Given any entire function $f(z)$, with zeros on $\{a_n\}$, it must be of the form
$$f(z) = z^m e^{g(z)} \prod_1^\infty E_{p_n}(z/a_n)$$
where the $E_{p_n}$ denote elementary factors, and $g$ is entire.
Is this factorization unique or is there a counterexample? Can we always choose the $p_n$ so that the same zeros $a_n$ give the same values of $p_n$?
Best Answer
It is not unique. Recall that $$E_p(z) = (1-z)\exp\left( z + \frac{z^2}2 + \cdots + \frac{z^p}p \right).$$
For a trivial example, let $f(z) = 1-z$, with $a_1 = 1$. Then
$$ f(z) = z^0 e^{-z} \underbrace{(1-z)\exp(z)}_{=E_1(z)} = z^0 e^{-z-z^2/2} \underbrace{(1-z)\exp(z+\frac{z^2}2)}_{=E_2(z)}. $$
In general you have some wiggle room in how you choose $p_n$.
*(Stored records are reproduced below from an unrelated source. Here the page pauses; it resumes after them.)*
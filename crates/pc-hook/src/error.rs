//! Hook error types

use std::path::PathBuf;
use thiserror::Error;

use pc_core::ProcessError;

/// Failures of the deploy pipeline
#[derive(Error, Debug)]
pub enum DeployError {
    /// Initial clone of the working tree failed
    #[error("Failed to clone into {0}")]
    Clone(PathBuf, #[source] ProcessError),

    /// Fetching into the working tree failed
    #[error("Failed to fetch in {0}")]
    Fetch(PathBuf, #[source] ProcessError),

    /// The remote default branch could not be determined
    #[error("Unable to determine the default branch in {0}")]
    DefaultBranch(PathBuf),

    /// Hard reset to the default branch failed
    #[error("Failed to reset {path} to origin/{branch}")]
    Reset {
        path: PathBuf,
        branch: String,
        #[source]
        source: ProcessError,
    },

    /// `up -d --build` failed
    #[error("Failed to bring up project {project}")]
    ComposeUp {
        project: String,
        #[source]
        source: ProcessError,
    },

    /// Filesystem inspection failed
    #[error("I/O error on {path}")]
    Io {
        path: PathBuf,
        #[source]
        source: std::io::Error,
    },

    /// The configuration cannot describe this repository
    #[error("Invalid configuration: {0}")]
    Config(String),
}

/// Failures of a hook invocation
#[derive(Error, Debug)]
pub enum HookError {
    /// Hook invoked under an unknown name
    #[error("Unknown hook type: {0}")]
    UnknownHook(String),

    /// Ref update missing from arguments or stdin
    #[error("Missing ref update for {0}")]
    MissingRefUpdate(&'static str),

    /// Reading stdin failed
    #[error("Failed to read hook input")]
    Io(#[from] std::io::Error),

    /// Deployment failed
    #[error(transparent)]
    Deploy(#[from] DeployError),
}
(If the zeros satisfy some additional properties, you can get uniqueness by choosing ''$p$ as small as possible''. Rudin calls this canonical products).
More details added The $E_p$:s are really just fudge factors to make the infinite product converge, and I'm not sure what you mean by choosing them as small as possible. Sometimes (depending on the zero set of $f$) it's possible to choose $p_n$ indepently of $n$, and in this case it makes sense to take $p_n$ as small as possible. Doing this will result in what many authors call canonical products and these are unique.
In general, however, $p_n$ will have to depend on $n$ and increasing or decreasing a few $p_n$:s here and there won't affect the convergence of the infinite product.